● EXERCISE REQUIREMENTS
If a line in the entries includes "detail", show that line.

● EXTRACTED ENTRIES
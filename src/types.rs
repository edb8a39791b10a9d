use serde::Serialize;
use std::fmt;

/// Placeholder rendered in the `Process` column for rows without a label.
pub const NO_PROCESS: &str = "—";

/// Label used when a listening socket's owner cannot be resolved.
pub const UNKNOWN_PROCESS: &str = "Unknown";

/// Which check a target belongs to.
#[derive(Serialize, Debug, Clone, Copy, PartialEq, Eq)]
pub enum ProbeKind {
    Local,
    RemoteTcp,
    RemoteUdp,
}

/// Immutable description of one check, built from configuration at startup.
#[derive(Serialize, Debug, Clone, PartialEq, Eq)]
pub struct ProbeTarget {
    pub kind: ProbeKind,
    pub port: u16,
    pub host: Option<String>,
}

impl ProbeTarget {
    pub fn local(port: u16) -> Self {
        Self {
            kind: ProbeKind::Local,
            port,
            host: None,
        }
    }

    pub fn remote_tcp(host: impl Into<String>, port: u16) -> Self {
        Self {
            kind: ProbeKind::RemoteTcp,
            port,
            host: Some(host.into()),
        }
    }

    pub fn remote_udp(host: impl Into<String>, port: u16) -> Self {
        Self {
            kind: ProbeKind::RemoteUdp,
            port,
            host: Some(host.into()),
        }
    }
}

#[derive(Serialize, Debug, Clone, Copy, PartialEq, Eq)]
pub enum ProbeType {
    Local,
    Remote,
}

impl fmt::Display for ProbeType {
    fn fmt(&self, f: &mut fmt::Formatter<'_>) -> fmt::Result {
        match self {
            ProbeType::Local => f.write_str("Local"),
            ProbeType::Remote => f.write_str("Remote"),
        }
    }
}

#[derive(Serialize, Debug, Clone, Copy, PartialEq, Eq)]
#[serde(rename_all = "UPPERCASE")]
pub enum Protocol {
    Tcp,
    Udp,
}

impl fmt::Display for Protocol {
    fn fmt(&self, f: &mut fmt::Formatter<'_>) -> fmt::Result {
        match self {
            Protocol::Tcp => f.write_str("TCP"),
            Protocol::Udp => f.write_str("UDP"),
        }
    }
}

/// Classification of one probe. Which values are possible depends on the check:
///
/// - local: `Listening`, `NotListening`
/// - remote TCP: `Reachable`, `NotReachable`
/// - remote UDP: `Reachable`, `Unconfirmed`, `SentUnconfirmed`, `SendFailed`
#[derive(Serialize, Debug, Clone, Copy, PartialEq, Eq)]
pub enum ProbeStatus {
    #[serde(rename = "Listening")]
    Listening,
    #[serde(rename = "Not Listening")]
    NotListening,
    #[serde(rename = "Reachable")]
    Reachable,
    #[serde(rename = "Not Reachable")]
    NotReachable,
    #[serde(rename = "Unconfirmed")]
    Unconfirmed,
    #[serde(rename = "Sent (Unconfirmed)")]
    SentUnconfirmed,
    #[serde(rename = "Send Failed")]
    SendFailed,
}

impl ProbeStatus {
    pub fn as_str(&self) -> &'static str {
        match self {
            ProbeStatus::Listening => "Listening",
            ProbeStatus::NotListening => "Not Listening",
            ProbeStatus::Reachable => "Reachable",
            ProbeStatus::NotReachable => "Not Reachable",
            ProbeStatus::Unconfirmed => "Unconfirmed",
            ProbeStatus::SentUnconfirmed => "Sent (Unconfirmed)",
            ProbeStatus::SendFailed => "Send Failed",
        }
    }

    /// Whether the status is a positive outcome for its check.
    ///
    /// Both unconfirmed UDP outcomes count: silence is the normal UDP case, not a failure.
    pub fn is_ok(&self) -> bool {
        matches!(
            self,
            ProbeStatus::Listening
                | ProbeStatus::Reachable
                | ProbeStatus::Unconfirmed
                | ProbeStatus::SentUnconfirmed
        )
    }
}

impl fmt::Display for ProbeStatus {
    fn fmt(&self, f: &mut fmt::Formatter<'_>) -> fmt::Result {
        f.write_str(self.as_str())
    }
}

/// Outcome of executing one `ProbeTarget`.
#[derive(Serialize, Debug, Clone, PartialEq, Eq)]
pub struct ProbeResult {
    #[serde(rename = "type")]
    pub probe_type: ProbeType,
    pub protocol: Protocol,
    pub port: u16,
    pub status: ProbeStatus,
    pub process: Option<String>,
    /// Why a probe failed (refused, timed out, DNS, ...). Never shown in the table.
    #[serde(skip_serializing_if = "Option::is_none")]
    pub detail: Option<String>,
}

impl ProbeResult {
    pub fn local(port: u16, status: ProbeStatus, process: Option<String>) -> Self {
        Self {
            probe_type: ProbeType::Local,
            protocol: Protocol::Tcp,
            port,
            status,
            process,
            detail: None,
        }
    }

    pub fn remote(protocol: Protocol, port: u16, status: ProbeStatus) -> Self {
        Self {
            probe_type: ProbeType::Remote,
            protocol,
            port,
            status,
            process: None,
            detail: None,
        }
    }

    pub fn with_detail(mut self, detail: impl Into<String>) -> Self {
        self.detail = Some(detail.into());
        self
    }

    pub fn process_label(&self) -> &str {
        self.process.as_deref().unwrap_or(NO_PROCESS)
    }
}

/// Ordered, append-only collection of probe results for one run.
#[derive(Serialize, Debug, Clone, Default)]
pub struct Report {
    pub remote_host: String,
    pub generated_at: String,
    pub entries: Vec<ProbeResult>,
}

impl Report {
    pub fn new(remote_host: impl Into<String>, generated_at: impl Into<String>) -> Self {
        Self {
            remote_host: remote_host.into(),
            generated_at: generated_at.into(),
            entries: Vec::new(),
        }
    }

    pub fn push(&mut self, result: ProbeResult) {
        self.entries.push(result);
    }

    pub fn extend(&mut self, stage: Vec<ProbeResult>) {
        self.entries.extend(stage);
    }

    pub fn len(&self) -> usize {
        self.entries.len()
    }

    pub fn is_empty(&self) -> bool {
        self.entries.is_empty()
    }

    pub fn failed_count(&self) -> usize {
        self.entries.iter().filter(|e| !e.status.is_ok()).count()
    }
}
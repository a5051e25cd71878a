use axum::{
    extract::{Path, State},
    middleware,
    routing::get,
    Json, Router,
};
use chrono::NaiveDate;
use tracing::info;

use crate::middleware::require_api_token;
use crate::models::DailyReport;
use crate::state::AppState;
use crate::utils::errors::{bad_request_error, AppResult};
use crate::utils::format::ISO_DATE_FORMAT;

pub fn create_report_router(state: AppState) -> Router<AppState> {
    Router::new()
        .route("/:tenant_id/reports/:date", get(get_daily_report))
        .route_layer(middleware::from_fn_with_state(state, require_api_token))
}

async fn get_daily_report(
    State(state): State<AppState>,
    Path((tenant_id, date)): Path<(i64, String)>,
) -> AppResult<Json<DailyReport>> {
    let day = NaiveDate::parse_from_str(&date, ISO_DATE_FORMAT)
        .map_err(|_| bad_request_error("date must be YYYY-MM-DD"))?;

    info!("📊 Reporte solicitado por HTTP: tenant {} día {}", tenant_id, day);
    let report = state.controller.reports().build_report(tenant_id, day).await?;
    Ok(Json(report))
}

● ANSWER TO THE EXERCISE
    pub detail: Option<String>,
            detail: None,
            detail: None,
    pub fn with_detail(mut self, detail: impl Into<String>) -> Self {
        self.detail = Some(detail.into());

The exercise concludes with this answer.